Story by Connie McDougall

Photos by Jerry Gay

 

"My students saw the depth of pain and the depth of character in people who have been through war," says John Thoburn, director of clinical services at SPU. He co-led a team of graduate students to Bosnia, where they trained counselors in the treatment of trauma. Holding photos of people they met in Bosnia are (left to right) Jo Jacobs, John Thoburn, Kathleen Lehman, O'Donnell Day, Jenifer Schultz, Tami Anderson Englehorn and Chris Tobey.

 

While the battle for Kosovo raged this summer, seven people from Seattle Pacific University prepared to travel to neighboring Bosnia, where the population lives uneasily under an international cease-fire. The SPU team would spend two weeks counseling Bosnian victims of war, and training local mental health workers in the treatment of trauma.

The need is acute. Thousands of Bosnians have suffered from unimaginable violence, yet psychological care is virtually nonexistent.

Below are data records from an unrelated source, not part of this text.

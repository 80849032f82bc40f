//! Map-variant normalization
//!
//! Decoders produce whichever map variant their format yields naturally
//! (JSON and MessagePack produce string maps). These functions convert a
//! whole tree to one variant and report whether anything changed, so
//! callers can skip work when the tree was already uniform.
//!
//! Only map values are converted; complex keys are left as they are.

use crate::core::{Map, Value};
use crate::ops::copy::stringify_keys;

impl Value {
    /// Convert every string map in this tree into a map, in place
    ///
    /// Returns `true` if anything was converted.
    pub fn convert_string_maps_to_maps(&mut self) -> bool {
        match self {
            Self::List(list) => list
                .iter_mut()
                .fold(false, |changed, v| v.convert_string_maps_to_maps() | changed),
            Self::Map(map) => map
                .values_mut()
                .fold(false, |changed, v| v.convert_string_maps_to_maps() | changed),
            Self::StringMap(map) => {
                let entries = std::mem::take(map);
                *self = Self::Map(
                    entries
                        .into_iter()
                        .map(|(k, mut v)| {
                            v.convert_string_maps_to_maps();
                            (Self::String(k), v)
                        })
                        .collect::<Map>(),
                );
                true
            }
            _ => false,
        }
    }

    /// Convert every map in this tree into a string map, in place
    ///
    /// Keys are stringified with [`Value::key_string`]; colliding keys keep
    /// the last value. Returns `true` if anything was converted.
    pub fn convert_maps_to_string_maps(&mut self) -> bool {
        match self {
            Self::List(list) => list
                .iter_mut()
                .fold(false, |changed, v| v.convert_maps_to_string_maps() | changed),
            Self::StringMap(map) => map
                .values_mut()
                .fold(false, |changed, v| v.convert_maps_to_string_maps() | changed),
            Self::Map(map) => {
                let entries = std::mem::take(map);
                *self = Self::StringMap(stringify_keys(entries.into_iter().map(|(k, mut v)| {
                    v.convert_maps_to_string_maps();
                    (k, v)
                })));
                true
            }
            _ => false,
        }
    }
}

/// Normalize a tree to the [`Map`] variant
///
/// Returns the tree and whether anything changed.
#[must_use]
pub fn normalize_maps(mut value: Value) -> (Value, bool) {
    let changed = value.convert_string_maps_to_maps();
    (value, changed)
}

/// Normalize a tree to the string map variant
///
/// Returns the tree and whether anything changed.
#[must_use]
pub fn normalize_string_maps(mut value: Value) -> (Value, bool) {
    let changed = value.convert_maps_to_string_maps();
    (value, changed)
}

Developed and co-led by John Thoburn, director of clinical services at SPU, and Tami Anderson Englehorn, assistant director of global involvement for SPU's Office of Campus Ministries, the mission included five doctoral students. While the SPRINT (Seattle Pacific Reachout International) program has sent undergraduates all over the globe on short-term missions, this was the first time a group of graduate students has participated.

The counselors were invited to Bosnia by Medica, a group that assists trauma victims around the world following disasters, natural or man-made. The Seattle Pacific students spent their time at a community mental health center, Medica 3, in Visoko, and visited refugees near the city of Zenica.

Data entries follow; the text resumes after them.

//! The ARD Value enum
//!
//! This is the central type of the crate: a closed set of primitive and
//! container types that every codec reads and writes.

use chrono::{DateTime, FixedOffset};
use indexmap::IndexMap;

use crate::reflect::HostValue;

/// Ordered sequence of values
pub type List = Vec<Value>;

/// Map whose keys are themselves values
pub type Map = IndexMap<Value, Value>;

/// Map restricted to string keys
pub type StringMap = IndexMap<String, Value>;

/// Timestamp with its original UTC offset
pub type Timestamp = DateTime<FixedOffset>;

/// Agnostic raw data value
///
/// Narrower integer and float widths are widened to their 64-bit
/// representative on the way in; the model does not remember the original
/// width.
///
/// [`Map`] and [`StringMap`] are distinct variants: a map is never equal to
/// a string map, even when their logical content matches. Conversions
/// between them are explicit, see [`crate::ops`].
#[derive(Debug, Clone, Default)]
pub enum Value {
    /// Null value
    #[default]
    Null,

    /// Boolean value
    Boolean(bool),

    /// Signed 64-bit integer
    Integer(i64),

    /// Unsigned 64-bit integer
    UnsignedInteger(u64),

    /// 64-bit float
    Float(f64),

    /// UTF-8 string
    String(String),

    /// Raw byte sequence
    Bytes(Vec<u8>),

    /// Timestamp
    Timestamp(Timestamp),

    /// List of values
    List(List),

    /// Map with arbitrary keys
    Map(Map),

    /// Map with string keys
    StringMap(StringMap),

    /// Host value that has not been reflected into ARD yet
    ///
    /// Never produced by a decoder. Use [`crate::ops::valid_copy`] to turn
    /// a tree containing host values into pure ARD.
    Host(HostValue),
}

impl Value {
    // ==================== Constructors ====================

    /// Create a null value
    pub const fn null() -> Self {
        Self::Null
    }

    /// Create a boolean value
    pub const fn boolean(v: bool) -> Self {
        Self::Boolean(v)
    }

    /// Create a signed integer value
    pub const fn integer(v: i64) -> Self {
        Self::Integer(v)
    }

    /// Create an unsigned integer value
    pub const fn unsigned_integer(v: u64) -> Self {
        Self::UnsignedInteger(v)
    }

    /// Create a float value
    pub const fn float(v: f64) -> Self {
        Self::Float(v)
    }

    /// Create a string value from String or &str
    pub fn string(v: impl Into<String>) -> Self {
        Self::String(v.into())
    }

    /// Create a bytes value
    pub fn bytes(v: impl Into<Vec<u8>>) -> Self {
        Self::Bytes(v.into())
    }

    /// Create a timestamp value
    pub const fn timestamp(v: Timestamp) -> Self {
        Self::Timestamp(v)
    }

    /// Create an empty list
    pub fn list_empty() -> Self {
        Self::List(List::new())
    }

    /// Create an empty arbitrary-key map
    pub fn map_empty() -> Self {
        Self::Map(Map::new())
    }

    /// Create an empty string-key map
    pub fn string_map_empty() -> Self {
        Self::StringMap(StringMap::new())
    }

    /// Wrap a host value so it can sit inside a tree until it is reflected
    pub fn host<T>(v: T) -> Self
    where
        T: serde::Serialize + Send + Sync + 'static,
    {
        Self::Host(HostValue::new(v))
    }

    // ==================== Type queries ====================

    /// Check if value is null
    #[inline]
    #[must_use]
    pub const fn is_null(&self) -> bool {
        matches!(self, Self::Null)
    }

    /// Check if value is a boolean
    #[inline]
    #[must_use]
    pub const fn is_boolean(&self) -> bool {
        matches!(self, Self::Boolean(_))
    }

    /// Check if value is a signed or unsigned integer
    #[inline]
    #[must_use]
    pub const fn is_integer(&self) -> bool {
        matches!(self, Self::Integer(_) | Self::UnsignedInteger(_))
    }

    /// Check if value is a float
    #[inline]
    #[must_use]
    pub const fn is_float(&self) -> bool {
        matches!(self, Self::Float(_))
    }

    /// Check if value is a string
    #[inline]
    #[must_use]
    pub const fn is_string(&self) -> bool {
        matches!(self, Self::String(_))
    }

    /// Check if value is a byte sequence
    #[inline]
    #[must_use]
    pub const fn is_bytes(&self) -> bool {
        matches!(self, Self::Bytes(_))
    }

    /// Check if value is a timestamp
    #[inline]
    #[must_use]
    pub const fn is_timestamp(&self) -> bool {
        matches!(self, Self::Timestamp(_))
    }

    /// Check if value is a list
    #[inline]
    #[must_use]
    pub const fn is_list(&self) -> bool {
        matches!(self, Self::List(_))
    }

    /// Check if value is either map variant
    #[inline]
    #[must_use]
    pub const fn is_any_map(&self) -> bool {
        matches!(self, Self::Map(_) | Self::StringMap(_))
    }

    /// Check if value is a leaf
    ///
    /// Containers and unreflected host values are not primitive.
    #[inline]
    #[must_use]
    pub const fn is_primitive(&self) -> bool {
        !matches!(
            self,
            Self::List(_) | Self::Map(_) | Self::StringMap(_) | Self::Host(_)
        )
    }

    /// Human-readable variant name, used in error messages
    pub const fn variant_name(&self) -> &'static str {
        match self {
            Self::Null => "null",
            Self::Boolean(_) => "boolean",
            Self::Integer(_) => "integer",
            Self::UnsignedInteger(_) => "unsigned integer",
            Self::Float(_) => "float",
            Self::String(_) => "string",
            Self::Bytes(_) => "bytes",
            Self::Timestamp(_) => "timestamp",
            Self::List(_) => "list",
            Self::Map(_) => "map",
            Self::StringMap(_) => "string map",
            Self::Host(_) => "host value",
        }
    }

    // ==================== Accessors ====================

    /// Get as bool if this is a Boolean
    #[must_use]
    pub const fn as_bool(&self) -> Option<bool> {
        match self {
            Self::Boolean(b) => Some(*b),
            _ => None,
        }
    }

    /// Get as i64 if this is an Integer
    #[must_use]
    pub const fn as_i64(&self) -> Option<i64> {
        match self {
            Self::Integer(i) => Some(*i),
            _ => None,
        }
    }

    /// Get as u64 if this is an UnsignedInteger
    #[must_use]
    pub const fn as_u64(&self) -> Option<u64> {
        match self {
            Self::UnsignedInteger(u) => Some(*u),
            _ => None,
        }
    }

    /// Get as f64 if this is a Float
    #[must_use]
    pub const fn as_f64(&self) -> Option<f64> {
        match self {
            Self::Float(f) => Some(*f),
            _ => None,
        }
    }

    /// Get as &str if this is a String
    #[must_use]
    pub fn as_str(&self) -> Option<&str> {
        match self {
            Self::String(s) => Some(s),
            _ => None,
        }
    }

    /// Get as byte slice if this is Bytes
    #[must_use]
    pub fn as_bytes(&self) -> Option<&[u8]> {
        match self {
            Self::Bytes(b) => Some(b),
            _ => None,
        }
    }

    /// Get the timestamp if this is a Timestamp
    #[must_use]
    pub const fn as_timestamp(&self) -> Option<&Timestamp> {
        match self {
            Self::Timestamp(t) => Some(t),
            _ => None,
        }
    }

    /// Get as list reference
    #[must_use]
    pub const fn as_list(&self) -> Option<&List> {
        match self {
            Self::List(l) => Some(l),
            _ => None,
        }
    }

    /// Get as mutable list reference
    pub fn as_list_mut(&mut self) -> Option<&mut List> {
        match self {
            Self::List(l) => Some(l),
            _ => None,
        }
    }

    /// Get as arbitrary-key map reference
    #[must_use]
    pub const fn as_map(&self) -> Option<&Map> {
        match self {
            Self::Map(m) => Some(m),
            _ => None,
        }
    }

    /// Get as mutable arbitrary-key map reference
    pub fn as_map_mut(&mut self) -> Option<&mut Map> {
        match self {
            Self::Map(m) => Some(m),
            _ => None,
        }
    }

    /// Get as string-key map reference
    #[must_use]
    pub const fn as_string_map(&self) -> Option<&StringMap> {
        match self {
            Self::StringMap(m) => Some(m),
            _ => None,
        }
    }

    /// Get as mutable string-key map reference
    pub fn as_string_map_mut(&mut self) -> Option<&mut StringMap> {
        match self {
            Self::StringMap(m) => Some(m),
            _ => None,
        }
    }

    // ==================== Map access ====================

    /// Look up a key in either map variant
    ///
    /// String maps only match string keys.
    #[must_use]
    pub fn get(&self, key: &Value) -> Option<&Value> {
        match self {
            Self::Map(m) => m.get(key),
            Self::StringMap(m) => match key {
                Self::String(k) => m.get(k.as_str()),
                _ => None,
            },
            _ => None,
        }
    }

    /// Look up a key in either map variant, mutably
    pub fn get_mut(&mut self, key: &Value) -> Option<&mut Value> {
        match self {
            Self::Map(m) => m.get_mut(key),
            Self::StringMap(m) => match key {
                Self::String(k) => m.get_mut(k.as_str()),
                _ => None,
            },
            _ => None,
        }
    }

    /// Look up a string key in either map variant
    #[must_use]
    pub fn get_key(&self, key: &str) -> Option<&Value> {
        match self {
            Self::Map(m) => m.get(&Value::String(key.to_owned())),
            Self::StringMap(m) => m.get(key),
            _ => None,
        }
    }

    /// Number of elements in a container, `None` for scalars
    #[must_use]
    pub fn len(&self) -> Option<usize> {
        match self {
            Self::List(l) => Some(l.len()),
            Self::Map(m) => Some(m.len()),
            Self::StringMap(m) => Some(m.len()),
            _ => None,
        }
    }

    /// Check if this is an empty container
    #[must_use]
    pub fn is_empty(&self) -> bool {
        self.len() == Some(0)
    }
}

One of the most disturbing stories team members brought back concerned their visit to a burned-out mosque in a Muslim village between Visoko and Zenica.

According to their Bosnian host and translator, during the civil war Bosnian Croats rounded up their Muslim neighbors. They killed dozens of men ‹ more than 100 by some accounts ‹ and then herded 65 women and children into the local mosque. After the rampage, which included crucifying the Imam by nailing him to the mosque door, the mob blew up the building, women and children still inside.

The mosque ruins are now a memorial to the dead.

Team members were overcome by the tale of tragedy, but Anderson Englehorn remembers a contrasting sight: orphaned children playing on a fence in front of the mosque. "They were rosy-cheeked, laughing and playing ‹ normal kids having fun."

She chooses to see those kids as a symbol of hope. "There's so much death there, pain, hurt, hostility, but there is a cease-fire now. People are not fighting; they're trying to move on with their lives."

Training and working alongside native counselors was arduous for the Americans and it often meant they first cared for the caretakers. "All of the staff at Medica 3 had themselves been refugees or victims of war," notes Thoburn.

Team member Chris Tobey, an experienced counselor working on his doctoral thesis at SPU, jumped at the chance to go to Bosnia. "I've spent the last four years focusing on my own education. This trip offered me an opportunity to give back to the community, and for me, my community is on a world-wide level."

He acknowledges that at times the task was overwhelming as he began to understand the scope of the violence in Bosnia. "I learned that genocide is alive and well in the world today."

In spite of the difficulties, or perhaps because of them, Tobey calls the experience the "crown jewel" in his Seattle Pacific education.

Precisely the point, says Tim Dearborn, who, as SPU's new dean of the chapel, oversees SPRINT. "It was wonderful that these students could use their studies, their expertise, in one of the most broken parts of the world. As an academic institution, Seattle Pacific must link learning with faith and with service."

Dearborn wants a continuing relationship with Medica and hopes to develop other similar programs. "I would love to see the University involved with up to 10 permanent sites around the globe that allow students to incorporate academic curricula with missions."

"Learning of this kind is deeply significant because students are changed by their experiences," says Anderson Englehorn. "We saw a deep grief in Bosnia. Every house is pock-marked from bullets and shells, but I came away believing in the resilience of the human spirit."

Tobey agrees and was moved by the Bosnian ability to endure.

"In spite of impoverishment and war, the Bosnians are a gracious and generous people. I'll never forget them."